Problem to work on: Using the listing below, return every line that includes "LaunchpadResult".

Excerpted records:
//! Pricing oracle trait for a unified curve interface
//!
//! Operates on native `U256` amounts so ledger code never touches decimals.

use crate::{BancorMath, CurveError};
use launch_types::units::{self, Rounding};
use launch_types::U256;
use rust_decimal::Decimal;
use tracing::trace;

/// Pure pricing functions over `(supply, reserve, ratio, amount)`
///
/// Implementations must be monotonic in `amount` and near-inverse: a buy
/// followed by a sell of the proceeds never returns more than was paid.
pub trait PricingOracle: Send + Sync {
    /// Reserve paid out for selling `amount` tokens
    fn sell_output(&self, supply: U256, reserve: U256, ratio: u8, amount: U256)
        -> Result<U256, CurveError>;

    /// Tokens that must be sold to receive `amount` reserve
    fn sell_input(&self, supply: U256, reserve: U256, ratio: u8, amount: U256)
        -> Result<U256, CurveError>;

    /// Tokens received for depositing `amount` reserve
    fn buy_output(&self, supply: U256, reserve: U256, ratio: u8, amount: U256)
        -> Result<U256, CurveError>;

    /// Reserve required to receive `amount` tokens
    fn buy_input(&self, supply: U256, reserve: U256, ratio: u8, amount: U256)
        -> Result<U256, CurveError>;
}

/// Bancor formula oracle
#[derive(Debug, Clone, Copy, Default)]
pub struct BancorCurve;

type Formula = fn(Decimal, Decimal, u8, Decimal) -> Result<Decimal, CurveError>;

impl BancorCurve {
    fn evaluate(
        formula: Formula,
        supply: U256,
        reserve: U256,
        ratio: u8,
        amount: U256,
        rounding: Rounding,
    ) -> Result<U256, CurveError> {
        let result = formula(
            units::to_decimal(supply)?,
            units::to_decimal(reserve)?,
            ratio,
            units::to_decimal(amount)?,
        )?;
        trace!(%supply, %reserve, ratio, %amount, %result, "curve evaluated");
        Ok(units::from_decimal(result, rounding)?)
    }
}

impl PricingOracle for BancorCurve {
    fn sell_output(
        &self,
        supply: U256,
        reserve: U256,
        ratio: u8,
        amount: U256,
    ) -> Result<U256, CurveError> {
        let out = Self::evaluate(
            BancorMath::sale_return,
            supply,
            reserve,
            ratio,
            amount,
            Rounding::Down,
        )?;
        // Rounding must never pay out more than the reserve holds
        Ok(out.min(reserve))
    }

    fn sell_input(
        &self,
        supply: U256,
        reserve: U256,
        ratio: u8,
        amount: U256,
    ) -> Result<U256, CurveError> {
        let tokens = Self::evaluate(
            BancorMath::sale_cost,
            supply,
            reserve,
            ratio,
            amount,
            Rounding::Up,
        )?;
        Ok(tokens.min(supply))
    }

    fn buy_output(
        &self,
        supply: U256,
        reserve: U256,
        ratio: u8,
        amount: U256,
    ) -> Result<U256, CurveError> {
        Self::evaluate(
            BancorMath::purchase_return,
            supply,
            reserve,
            ratio,
            amount,
            Rounding::Down,
        )
    }

    fn buy_input(
        &self,
        supply: U256,
        reserve: U256,
        ratio: u8,
        amount: U256,
    ) -> Result<U256, CurveError> {
        Self::evaluate(
            BancorMath::purchase_cost,
            supply,
            reserve,
            ratio,
            amount,
            Rounding::Up,
        )
    }
}
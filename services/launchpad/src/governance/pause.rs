//! Binary pause switch

use crate::error::{LaunchpadError, LaunchpadResult};

#[derive(Debug, Clone, Copy, Default, PartialEq, Eq)]
pub struct PauseGate {
    paused: bool,
}

impl PauseGate {
    pub fn paused(&self) -> bool {
        self.paused
    }

    pub fn when_not_paused(&self) -> LaunchpadResult<()> {
        if self.paused {
            return Err(LaunchpadError::EnforcedPause);
        }
        Ok(())
    }

    pub fn when_paused(&self) -> LaunchpadResult<()> {
        if !self.paused {
            return Err(LaunchpadError::ExpectedPause);
        }
        Ok(())
    }

    pub fn pause(&mut self) -> LaunchpadResult<()> {
        self.when_not_paused()?;
        self.paused = true;
        Ok(())
    }

    pub fn unpause(&mut self) -> LaunchpadResult<()> {
        self.when_paused()?;
        self.paused = false;
        Ok(())
    }
}

#[cfg(test)]
mod tests {
    use super::*;

    #[test]
    fn test_transitions() {
        let mut gate = PauseGate::default();
        assert_eq!(gate.unpause(), Err(LaunchpadError::ExpectedPause));
        gate.pause().unwrap();
        assert!(gate.paused());
        assert_eq!(gate.pause(), Err(LaunchpadError::EnforcedPause));
        assert_eq!(gate.when_not_paused(), Err(LaunchpadError::EnforcedPause));
        gate.unpause().unwrap();
        assert!(gate.when_not_paused().is_ok());
    }
}
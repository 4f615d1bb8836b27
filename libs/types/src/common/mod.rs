//! Common building blocks: error types and hashing helpers

pub mod errors;
pub mod hashing;
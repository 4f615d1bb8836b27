//! Creation commission
//!
//! Short tickers are scarce, so the fee falls as the ticker grows. Length is
//! counted in characters: a three-glyph ticker pays the short-ticker fee no
//! matter how many bytes its UTF-8 encoding takes.

use launch_config::commission;
use launch_types::{units, U256};

#[derive(Debug, Clone, Copy, Default)]
pub struct CommissionSchedule;

impl CommissionSchedule {
    /// Fee in native units for creating `symbol`
    pub fn required_commission(symbol: &str) -> U256 {
        Self::for_length(symbol.chars().count())
    }

    pub fn for_length(length: usize) -> U256 {
        units::whole(commission::fee_units_for_length(length))
    }
}
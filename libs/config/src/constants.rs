//! Launchpad constants
//!
//! Fee tiers and storage namespaces. These are part of the deployed
//! contract's observable behavior, so they are constants rather than config.

/// Creation commission tiers, keyed by ticker length in characters
pub mod commission {
    /// `(minimum length, fee in whole reserve units)`, longest tickers first
    pub const TIERS: [(usize, u64); 4] = [(7, 250), (6, 2_500), (5, 25_000), (4, 250_000)];

    /// Fee for tickers of three characters or fewer
    pub const SHORT_TICKER_FEE: u64 = 2_500_000;

    /// Fee in whole units for a ticker of `length` characters
    pub fn fee_units_for_length(length: usize) -> u64 {
        TIERS
            .iter()
            .find(|(min_length, _)| length >= *min_length)
            .map(|(_, fee)| *fee)
            .unwrap_or(SHORT_TICKER_FEE)
    }
}

/// Storage namespaces hashed into fixed slots
pub mod storage {
    /// Registry aggregate of the control plane
    pub const REGISTRY_NAMESPACE: &str = "launchpad.storage.registry";

    /// Per-instance asset state
    pub const ASSET_NAMESPACE: &str = "launchpad.storage.asset";

    /// ERC-1967 implementation slot preimage
    pub const IMPLEMENTATION_NAMESPACE: &str = "eip1967.proxy.implementation";

    /// ERC-1967 beacon slot preimage
    pub const BEACON_NAMESPACE: &str = "eip1967.proxy.beacon";

    /// Beacon owner slot preimage
    pub const BEACON_OWNER_NAMESPACE: &str = "launchpad.storage.beacon.owner";
}

/// Defaults for a local in-memory deployment
pub mod defaults {
    /// Chain id used for permit domain separation
    pub const CHAIN_ID: u64 = 31_337;

    /// Genesis timestamp (2024-01-01T00:00:00Z)
    pub const GENESIS_TIMESTAMP: u64 = 1_704_067_200;

    /// Seconds added per sealed block
    pub const BLOCK_TIME_SECS: u64 = 2;

    /// Owner of the control plane when none is configured
    pub const OWNER: &str = "0x00000000000000000000000000000000000000a1";
}
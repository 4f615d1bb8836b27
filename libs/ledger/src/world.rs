//! Accounts and world state

use crate::asset::AssetLogic;
use crate::beacon::BeaconLogic;
use crate::log::LogEntry;
use crate::slots::SlotMap;
use ethereum_types::{Address, H256, U256};
use std::collections::BTreeMap;
use std::sync::Arc;

/// Code attached to an account
#[derive(Debug, Clone)]
pub enum Code {
    /// Asset implementation shared by every proxy that resolves to it
    Asset(Arc<dyn AssetLogic>),
    /// Beacon proxy; per-instance state lives in the proxy's own storage
    BeaconProxy { beacon: Address },
    /// Account serving an implementation address
    Beacon(Arc<dyn BeaconLogic>),
    /// Code the runtime does not interpret, identified by its hash
    Opaque(H256),
}

impl Code {
    pub fn kind(&self) -> &'static str {
        match self {
            Code::Asset(_) => "asset",
            Code::BeaconProxy { .. } => "beacon-proxy",
            Code::Beacon(_) => "beacon",
            Code::Opaque(_) => "opaque",
        }
    }
}

#[derive(Debug, Clone, Default)]
pub struct Account {
    pub nonce: u64,
    pub balance: U256,
    pub code: Option<Code>,
    pub storage: SlotMap,
}

/// Everything a checkpoint captures
#[derive(Debug, Clone, Default)]
pub struct WorldState {
    pub accounts: BTreeMap<Address, Account>,
    pub logs: Vec<LogEntry>,
    pub timestamp: u64,
    pub block_number: u64,
}

impl WorldState {
    pub fn account(&self, address: &Address) -> Option<&Account> {
        self.accounts.get(address)
    }

    pub fn account_mut(&mut self, address: Address) -> &mut Account {
        self.accounts.entry(address).or_default()
    }
}
//! Shared fixtures for launchpad integration tests
#![allow(dead_code)]

use ethereum_types::H160;
use launch_types::{units, Address, ReservelessParams, TokenMetadata, U256};
use launchpad::Launchpad;
use ledger::Ledger;

pub const OWNER: Address = H160([0xa1; 20]);
pub const CREATOR: Address = H160([0xc0; 20]);
pub const TRADER: Address = H160([0x7a; 20]);
pub const STRANGER: Address = H160([0x55; 20]);

pub const CHAIN_ID: u64 = 31_337;
pub const GENESIS: u64 = 1_704_067_200;

/// Fresh control plane with a well-funded creator
pub fn launchpad() -> Launchpad {
    launchpad_with_min_reserve(U256::zero())
}

pub fn launchpad_with_min_reserve(min_reserve: U256) -> Launchpad {
    let mut lp = Launchpad::deploy(Ledger::new(CHAIN_ID, GENESIS), OWNER, min_reserve).unwrap();
    lp.ledger_mut().mint_native(CREATOR, units::whole(10_000_000));
    lp.ledger_mut().mint_native(TRADER, units::whole(10_000));
    lp
}

pub fn meta(symbol: &str, creator: Address) -> TokenMetadata {
    TokenMetadata {
        name: format!("{symbol} Token"),
        symbol: symbol.to_string(),
        identity: format!("ipfs://{}", symbol.to_lowercase()),
        creator,
        ratio: 50,
        initial_mint: units::whole(1_000),
        min_total_supply: units::whole(10),
        max_total_supply: units::whole(1_000_000),
    }
}

pub fn plain_params(name: &str) -> ReservelessParams {
    ReservelessParams {
        name: name.to_string(),
        symbol: "PLN".to_string(),
        mintable: true,
        burnable: true,
        initial_mint: units::whole(500),
        cap: units::whole(1_000),
        identity: String::new(),
    }
}

/// Create a seven-character ticker (250 commission) with `reserve` on top
pub fn create(lp: &mut Launchpad, symbol: &str, reserve: u64) -> Address {
    let fee = lp.required_commission(symbol);
    lp.create_token(CREATOR, meta(symbol, CREATOR), fee + units::whole(reserve))
        .unwrap()
}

Your response:
use crate::error::{LaunchpadError, LaunchpadResult};
    pub fn when_not_paused(&self) -> LaunchpadResult<()> {
    pub fn when_paused(&self) -> LaunchpadResult<()> {
    pub fn pause(&mut self) -> LaunchpadResult<()> {
    pub fn unpause(&mut self) -> LaunchpadResult<()> {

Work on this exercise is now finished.